### Entries provided

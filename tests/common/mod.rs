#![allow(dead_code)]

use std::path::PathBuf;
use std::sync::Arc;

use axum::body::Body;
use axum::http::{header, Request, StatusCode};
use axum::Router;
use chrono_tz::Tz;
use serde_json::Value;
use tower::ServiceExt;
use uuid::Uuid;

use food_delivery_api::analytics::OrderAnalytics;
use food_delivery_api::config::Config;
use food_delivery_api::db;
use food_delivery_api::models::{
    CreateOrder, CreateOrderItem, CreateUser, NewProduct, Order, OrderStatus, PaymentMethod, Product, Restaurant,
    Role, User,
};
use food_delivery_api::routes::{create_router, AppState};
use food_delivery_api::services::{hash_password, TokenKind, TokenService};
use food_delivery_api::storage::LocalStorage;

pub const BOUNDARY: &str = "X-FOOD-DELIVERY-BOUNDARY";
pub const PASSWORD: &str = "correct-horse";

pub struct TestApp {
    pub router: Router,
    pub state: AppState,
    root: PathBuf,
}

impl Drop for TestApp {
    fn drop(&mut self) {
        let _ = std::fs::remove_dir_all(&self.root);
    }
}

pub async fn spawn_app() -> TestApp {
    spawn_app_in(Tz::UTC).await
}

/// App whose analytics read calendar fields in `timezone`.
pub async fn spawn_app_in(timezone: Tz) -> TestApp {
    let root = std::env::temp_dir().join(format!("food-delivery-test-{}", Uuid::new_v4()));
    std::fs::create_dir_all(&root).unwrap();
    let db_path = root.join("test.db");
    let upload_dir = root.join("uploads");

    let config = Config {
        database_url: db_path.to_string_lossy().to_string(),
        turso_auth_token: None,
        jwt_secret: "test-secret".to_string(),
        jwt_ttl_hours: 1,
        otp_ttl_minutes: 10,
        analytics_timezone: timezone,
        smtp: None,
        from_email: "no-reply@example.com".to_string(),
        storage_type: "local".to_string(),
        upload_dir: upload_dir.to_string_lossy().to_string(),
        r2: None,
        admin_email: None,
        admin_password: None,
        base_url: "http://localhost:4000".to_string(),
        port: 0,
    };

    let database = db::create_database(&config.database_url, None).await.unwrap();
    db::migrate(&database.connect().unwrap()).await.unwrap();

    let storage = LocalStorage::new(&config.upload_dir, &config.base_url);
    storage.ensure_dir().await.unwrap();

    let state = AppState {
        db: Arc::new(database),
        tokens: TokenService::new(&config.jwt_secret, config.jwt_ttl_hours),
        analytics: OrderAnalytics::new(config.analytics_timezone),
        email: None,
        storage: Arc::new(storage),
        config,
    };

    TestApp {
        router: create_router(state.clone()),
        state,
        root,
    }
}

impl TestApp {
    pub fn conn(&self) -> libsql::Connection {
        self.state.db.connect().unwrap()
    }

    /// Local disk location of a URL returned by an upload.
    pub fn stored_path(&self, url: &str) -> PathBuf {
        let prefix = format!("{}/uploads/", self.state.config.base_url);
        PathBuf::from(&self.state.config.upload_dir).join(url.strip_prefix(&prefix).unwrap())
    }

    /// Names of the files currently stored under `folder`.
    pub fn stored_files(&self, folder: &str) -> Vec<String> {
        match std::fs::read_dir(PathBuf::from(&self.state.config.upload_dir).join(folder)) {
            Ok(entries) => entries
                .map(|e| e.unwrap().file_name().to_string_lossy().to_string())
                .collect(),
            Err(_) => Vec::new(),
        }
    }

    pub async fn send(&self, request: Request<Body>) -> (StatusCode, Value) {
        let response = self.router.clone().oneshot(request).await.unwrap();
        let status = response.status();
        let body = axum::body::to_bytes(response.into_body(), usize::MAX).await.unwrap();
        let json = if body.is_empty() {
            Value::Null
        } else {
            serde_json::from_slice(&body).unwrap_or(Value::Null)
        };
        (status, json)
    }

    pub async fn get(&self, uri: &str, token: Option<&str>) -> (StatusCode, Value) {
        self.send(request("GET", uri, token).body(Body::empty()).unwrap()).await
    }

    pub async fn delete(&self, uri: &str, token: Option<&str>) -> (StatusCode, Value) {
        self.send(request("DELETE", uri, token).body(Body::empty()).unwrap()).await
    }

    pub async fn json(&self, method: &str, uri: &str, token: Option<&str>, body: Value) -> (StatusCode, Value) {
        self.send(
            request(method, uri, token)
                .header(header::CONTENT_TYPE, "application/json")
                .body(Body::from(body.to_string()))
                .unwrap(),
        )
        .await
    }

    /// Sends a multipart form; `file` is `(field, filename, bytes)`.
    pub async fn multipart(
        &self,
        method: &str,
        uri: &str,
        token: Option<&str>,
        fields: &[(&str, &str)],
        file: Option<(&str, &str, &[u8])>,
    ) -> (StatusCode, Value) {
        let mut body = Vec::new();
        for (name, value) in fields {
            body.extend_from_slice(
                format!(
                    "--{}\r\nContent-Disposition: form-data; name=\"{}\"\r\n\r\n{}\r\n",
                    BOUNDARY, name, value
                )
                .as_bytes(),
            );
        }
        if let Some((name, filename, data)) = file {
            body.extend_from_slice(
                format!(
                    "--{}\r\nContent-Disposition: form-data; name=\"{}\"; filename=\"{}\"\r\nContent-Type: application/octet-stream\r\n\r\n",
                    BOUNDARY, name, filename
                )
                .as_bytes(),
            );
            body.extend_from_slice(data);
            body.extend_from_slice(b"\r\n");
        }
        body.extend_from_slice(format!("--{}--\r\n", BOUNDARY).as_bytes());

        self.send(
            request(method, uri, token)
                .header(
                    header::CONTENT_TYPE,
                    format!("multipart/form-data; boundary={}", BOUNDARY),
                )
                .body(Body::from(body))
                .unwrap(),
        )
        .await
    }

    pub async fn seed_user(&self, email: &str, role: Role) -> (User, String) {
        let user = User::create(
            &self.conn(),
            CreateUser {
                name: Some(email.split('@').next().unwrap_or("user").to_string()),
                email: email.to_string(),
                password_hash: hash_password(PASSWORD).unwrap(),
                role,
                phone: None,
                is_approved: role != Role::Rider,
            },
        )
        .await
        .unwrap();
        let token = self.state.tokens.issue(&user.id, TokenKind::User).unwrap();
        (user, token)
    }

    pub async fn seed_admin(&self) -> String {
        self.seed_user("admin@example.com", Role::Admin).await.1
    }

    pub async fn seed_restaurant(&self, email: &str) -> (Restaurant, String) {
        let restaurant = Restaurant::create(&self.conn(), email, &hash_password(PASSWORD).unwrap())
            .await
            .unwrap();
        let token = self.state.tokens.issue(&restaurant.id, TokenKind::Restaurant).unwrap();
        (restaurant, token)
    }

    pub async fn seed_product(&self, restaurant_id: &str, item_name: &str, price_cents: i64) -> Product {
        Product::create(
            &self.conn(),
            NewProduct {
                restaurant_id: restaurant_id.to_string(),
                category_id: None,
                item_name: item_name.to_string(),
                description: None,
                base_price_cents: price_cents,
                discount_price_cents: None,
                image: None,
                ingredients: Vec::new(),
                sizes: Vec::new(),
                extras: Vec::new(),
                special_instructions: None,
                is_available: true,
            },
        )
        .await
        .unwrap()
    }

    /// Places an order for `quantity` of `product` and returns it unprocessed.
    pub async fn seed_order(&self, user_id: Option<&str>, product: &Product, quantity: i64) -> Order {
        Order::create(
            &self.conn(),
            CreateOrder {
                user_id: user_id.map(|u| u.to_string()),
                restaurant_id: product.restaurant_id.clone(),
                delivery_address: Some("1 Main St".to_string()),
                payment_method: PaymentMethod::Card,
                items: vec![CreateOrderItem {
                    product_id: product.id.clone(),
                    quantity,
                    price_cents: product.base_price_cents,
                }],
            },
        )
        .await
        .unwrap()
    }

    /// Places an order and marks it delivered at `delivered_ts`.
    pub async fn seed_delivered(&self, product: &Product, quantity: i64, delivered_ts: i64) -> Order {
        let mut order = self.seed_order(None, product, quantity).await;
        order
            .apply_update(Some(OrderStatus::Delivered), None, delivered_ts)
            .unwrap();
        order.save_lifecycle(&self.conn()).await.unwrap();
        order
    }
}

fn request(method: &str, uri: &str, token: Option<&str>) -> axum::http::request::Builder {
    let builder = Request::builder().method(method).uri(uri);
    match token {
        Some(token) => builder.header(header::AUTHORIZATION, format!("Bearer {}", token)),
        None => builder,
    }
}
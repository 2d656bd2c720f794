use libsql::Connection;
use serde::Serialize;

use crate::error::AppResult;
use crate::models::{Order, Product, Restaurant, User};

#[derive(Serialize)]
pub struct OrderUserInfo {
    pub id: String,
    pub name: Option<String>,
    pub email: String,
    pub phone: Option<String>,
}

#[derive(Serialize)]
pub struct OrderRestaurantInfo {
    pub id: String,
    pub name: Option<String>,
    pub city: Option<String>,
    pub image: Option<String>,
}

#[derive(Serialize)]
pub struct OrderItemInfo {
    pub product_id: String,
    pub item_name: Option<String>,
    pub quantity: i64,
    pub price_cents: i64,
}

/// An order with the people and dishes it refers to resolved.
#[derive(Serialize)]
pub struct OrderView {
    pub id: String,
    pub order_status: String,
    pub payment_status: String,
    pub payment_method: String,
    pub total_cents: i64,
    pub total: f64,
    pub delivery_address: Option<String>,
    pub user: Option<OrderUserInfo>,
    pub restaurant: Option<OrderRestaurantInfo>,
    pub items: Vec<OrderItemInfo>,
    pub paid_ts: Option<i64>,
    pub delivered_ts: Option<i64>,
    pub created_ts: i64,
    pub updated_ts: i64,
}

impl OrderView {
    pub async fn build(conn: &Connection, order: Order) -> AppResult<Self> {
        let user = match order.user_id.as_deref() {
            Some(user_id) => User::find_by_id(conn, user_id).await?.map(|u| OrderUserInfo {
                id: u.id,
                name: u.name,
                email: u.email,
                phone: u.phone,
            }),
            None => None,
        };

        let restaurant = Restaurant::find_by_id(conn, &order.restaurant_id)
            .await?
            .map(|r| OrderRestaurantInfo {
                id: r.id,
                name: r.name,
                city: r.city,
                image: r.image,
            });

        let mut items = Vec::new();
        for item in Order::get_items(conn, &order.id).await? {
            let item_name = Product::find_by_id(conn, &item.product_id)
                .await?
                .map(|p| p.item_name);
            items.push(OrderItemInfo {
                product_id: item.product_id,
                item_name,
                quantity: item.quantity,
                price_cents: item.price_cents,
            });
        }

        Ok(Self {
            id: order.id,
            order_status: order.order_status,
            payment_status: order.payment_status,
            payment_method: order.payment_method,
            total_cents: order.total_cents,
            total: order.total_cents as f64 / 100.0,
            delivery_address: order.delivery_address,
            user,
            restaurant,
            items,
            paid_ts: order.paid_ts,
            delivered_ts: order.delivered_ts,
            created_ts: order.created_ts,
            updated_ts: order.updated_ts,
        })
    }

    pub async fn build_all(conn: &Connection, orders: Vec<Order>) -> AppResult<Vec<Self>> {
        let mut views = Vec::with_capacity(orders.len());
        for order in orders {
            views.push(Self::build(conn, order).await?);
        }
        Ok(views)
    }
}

### What you need to do
For this exercise, copy each line from the listing above that has the word "Some".

### Response for this exercise
        if let Some((name, filename, data)) = file {
                name: Some(email.split('@').next().unwrap_or("user").to_string()),
                delivery_address: Some("1 Main St".to_string()),
            .apply_update(Some(OrderStatus::Delivered), None, delivered_ts)
        Some(token) => builder.header(header::AUTHORIZATION, format!("Bearer {}", token)),
            Some(user_id) => User::find_by_id(conn, user_id).await?.map(|u| OrderUserInfo {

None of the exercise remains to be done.